Stored data entries:
--- --- ---
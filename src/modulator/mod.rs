pub mod dither;
pub mod hilbert;
pub mod ssb;

pub use dither::ErrorFeedback;
pub use hilbert::{HilbertFir, HILBERT_TAPS};
pub use ssb::{SsbModulator, F_OFF_LIMIT_HZ};
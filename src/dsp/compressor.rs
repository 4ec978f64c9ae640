//! Feed-forward dynamic range compressor with a soft knee.
//!
//! Linear-domain envelope follower with independent attack/release decay
//! coefficients; gain computed in the log domain from threshold, ratio and
//! knee width (quadratic inside the knee), then a fixed linear makeup gain.
//! The output hard limit lives in the shaping chain.

use super::flush_denormal;
use crate::config::AudioConfig;

#[derive(Debug, Clone)]
pub struct Compressor {
    envelope: f32,
    attack_coeff: f32,
    release_coeff: f32,
    threshold_db: f32,
    ratio: f32,
    makeup_lin: f32,
    knee_db: f32,
}

impl Compressor {
    /// Derive all cached coefficients from a sanitized configuration.
    pub fn from_config(cfg: &AudioConfig, fs: f32) -> Self {
        let attack_s = (cfg.comp_attack_ms * 0.001).max(1e-4);
        let release_s = (cfg.comp_release_ms * 0.001).max(1e-4);

        Self {
            envelope: 0.0,
            attack_coeff: (-1.0 / (attack_s * fs)).exp(),
            release_coeff: (-1.0 / (release_s * fs)).exp(),
            threshold_db: cfg.comp_thr_db,
            ratio: cfg.comp_ratio.max(1.0),
            makeup_lin: 10.0_f32.powf(cfg.comp_makeup_db / 20.0),
            knee_db: cfg.comp_knee_db.max(0.0),
        }
    }

    /// Gain in dB for a given input level; ≤ 0 above the knee, 0 below it.
    fn gain_db(&self, in_db: f32) -> f32 {
        let thr = self.threshold_db;

        if self.knee_db <= 0.0 {
            if in_db <= thr {
                return 0.0;
            }
            let out_db = thr + (in_db - thr) / self.ratio;
            return out_db - in_db;
        }

        let knee_lo = thr - self.knee_db * 0.5;
        let knee_hi = thr + self.knee_db * 0.5;

        if in_db <= knee_lo {
            return 0.0;
        }
        if in_db >= knee_hi {
            let out_db = thr + (in_db - thr) / self.ratio;
            return out_db - in_db;
        }

        // Quadratic interpolation from 0 dB gain at the knee entry to the
        // linear-slope gain at the knee exit.
        let t = (in_db - knee_lo) / (knee_hi - knee_lo);
        let exit_gain = (thr + (knee_hi - thr) / self.ratio) - knee_hi;
        exit_gain * t * t
    }

    #[inline]
    pub fn process(&mut self, x: f32) -> f32 {
        let level = x.abs();
        let coeff = if level > self.envelope {
            self.attack_coeff
        } else {
            self.release_coeff
        };
        self.envelope = flush_denormal(coeff * self.envelope + (1.0 - coeff) * level);

        let in_db = 20.0 * self.envelope.max(1e-8).log10();
        let gain = 10.0_f32.powf(self.gain_db(in_db) / 20.0) * self.makeup_lin;

        x * gain
    }

    /// Reset the envelope follower (silence re-sync).
    pub fn reset(&mut self) {
        self.envelope = 0.0;
    }
}
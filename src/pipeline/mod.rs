pub mod block_ring;
pub mod producer;

pub use block_ring::{
    block_ring, BlockConsumer, BlockProducer, SampleCommand, BLOCK_SAMPLES, NUM_BLOCKS,
};
pub use producer::PipelineProducer;
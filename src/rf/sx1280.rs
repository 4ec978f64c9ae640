//! SX1280 command encoding and a thin typed driver over a pluggable bus.
//!
//! Only the command subset this transmitter needs is modeled: standby,
//! packet type, RF frequency, TX parameters, continuous wave and status.
//! Payload encoding follows the chip's native formats (24-bit big-endian
//! PLL step counts, offset-binary power bytes).

use anyhow::Result;
use tracing::trace;

/// Crystal frequency divided by the 18-bit PLL divider, about 198.36 Hz
/// per step.
pub const PLL_STEP_HZ: f32 = 52_000_000.0 / 262_144.0;

/// Chip transmit power range in dBm.
pub const PWR_MIN_DBM: i8 = -18;
pub const PWR_MAX_DBM: i8 = 13;

/// PA ramp time code: 20 µs.
pub const RAMP_20_US: u8 = 0xE0;

pub const OP_SET_STANDBY: u8 = 0x80;
pub const OP_SET_PACKET_TYPE: u8 = 0x8A;
pub const OP_SET_RF_FREQUENCY: u8 = 0x86;
pub const OP_SET_TX_PARAMS: u8 = 0x8E;
pub const OP_SET_TX_CONTINUOUS_WAVE: u8 = 0xD1;
pub const OP_GET_STATUS: u8 = 0xC0;

const PACKET_TYPE_GFSK: u8 = 0x00;

#[derive(Debug, Clone, Copy, PartialEq, Eq)]
pub enum StandbyMode {
    /// 13 MHz RC oscillator, lowest power.
    Rc,
    /// Crystal oscillator kept running, fast TX turnaround.
    Xosc,
}

impl StandbyMode {
    fn code(self) -> u8 {
        match self {
            StandbyMode::Rc => 0x00,
            StandbyMode::Xosc => 0x01,
        }
    }
}

/// Circuit mode field of the status byte (bits 7:5).
#[derive(Debug, Clone, Copy, PartialEq, Eq)]
pub enum ChipMode {
    StdbyRc,
    StdbyXosc,
    Fs,
    Rx,
    Tx,
    Unknown(u8),
}

impl ChipMode {
    pub fn from_status(status: u8) -> Self {
        match (status >> 5) & 0x07 {
            0x2 => ChipMode::StdbyRc,
            0x3 => ChipMode::StdbyXosc,
            0x4 => ChipMode::Fs,
            0x5 => ChipMode::Rx,
            0x6 => ChipMode::Tx,
            other => ChipMode::Unknown(other),
        }
    }
}

/// Carrier frequency in Hz (with PPM correction applied) to the chip's
/// PLL step count, rounded to the nearest step.
pub fn hz_to_steps(freq_hz: u32, ppm: f32) -> u32 {
    let corrected = freq_hz as f64 * (1.0 + ppm as f64 * 1e-6);
    let steps = corrected * 262_144.0 / 52_000_000.0;
    steps.round() as u32
}

/// Inverse of `hz_to_steps` at zero PPM, for diagnostics.
pub fn steps_to_hz(steps: u32) -> u32 {
    (steps as f64 * 52_000_000.0 / 262_144.0).round() as u32
}

/// dBm to the chip's offset-binary power byte, clamping into range.
pub fn encode_power(dbm: i8) -> u8 {
    (dbm.clamp(PWR_MIN_DBM, PWR_MAX_DBM) as i16 + 18) as u8
}

/// Transport abstraction: one command write with parameters, one status
/// read. Implemented by the real SPI bus on hardware and by loggers and
/// recorders on the bench.
pub trait RadioBus {
    fn command(&mut self, opcode: u8, params: &[u8]) -> Result<()>;
    fn read_status(&mut self) -> Result<u8>;
}

/// Typed command layer over a [`RadioBus`].
pub struct Sx1280<B: RadioBus> {
    bus: B,
}

impl<B: RadioBus> Sx1280<B> {
    pub fn new(bus: B) -> Self {
        Self { bus }
    }

    pub fn set_standby(&mut self, mode: StandbyMode) -> Result<()> {
        self.bus.command(OP_SET_STANDBY, &[mode.code()])
    }

    pub fn set_packet_type_gfsk(&mut self) -> Result<()> {
        self.bus.command(OP_SET_PACKET_TYPE, &[PACKET_TYPE_GFSK])
    }

    /// Program the synthesizer to an absolute step count. Only the low
    /// 24 bits are significant; 2.4 GHz sits near 12.1 million steps.
    pub fn set_rf_frequency_steps(&mut self, steps: u32) -> Result<()> {
        let params = [
            ((steps >> 16) & 0xFF) as u8,
            ((steps >> 8) & 0xFF) as u8,
            (steps & 0xFF) as u8,
        ];
        self.bus.command(OP_SET_RF_FREQUENCY, &params)
    }

    pub fn set_tx_power(&mut self, dbm: i8) -> Result<()> {
        self.bus
            .command(OP_SET_TX_PARAMS, &[encode_power(dbm), RAMP_20_US])
    }

    /// Key the PA with an unmodulated carrier at the programmed frequency
    /// and power.
    pub fn start_tx_continuous_wave(&mut self) -> Result<()> {
        self.bus.command(OP_SET_TX_CONTINUOUS_WAVE, &[])
    }

    pub fn chip_mode(&mut self) -> Result<ChipMode> {
        let status = self.bus.read_status()?;
        Ok(ChipMode::from_status(status))
    }

    pub fn bus_mut(&mut self) -> &mut B {
        &mut self.bus
    }
}

/// Bus stand-in for running without hardware: every command becomes a
/// trace event, status always reads back standby.
#[derive(Debug, Default)]
pub struct LoggingBus;

impl RadioBus for LoggingBus {
    fn command(&mut self, opcode: u8, params: &[u8]) -> Result<()> {
        trace!("📡 SX1280: cmd 0x{opcode:02X} params {params:02X?}");
        Ok(())
    }

    fn read_status(&mut self) -> Result<u8> {
        Ok(0x2 << 5)
    }
}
--- --- ---
• **TASK DESCRIPTION**
Reproduce exactly the entries above, limited to the lines from the one with "pub fn encode_power(dbm: i8)" through the one with "fn command(&mut self, opcode: u8, params: &[u8]) -> Result<()>;", both included.

• **EXPECTED OUTPUT**
pub fn encode_power(dbm: i8) -> u8 {
    (dbm.clamp(PWR_MIN_DBM, PWR_MAX_DBM) as i16 + 18) as u8
}

/// Transport abstraction: one command write with parameters, one status
/// read. Implemented by the real SPI bus on hardware and by loggers and
/// recorders on the bench.
pub trait RadioBus {
    fn command(&mut self, opcode: u8, params: &[u8]) -> Result<()>;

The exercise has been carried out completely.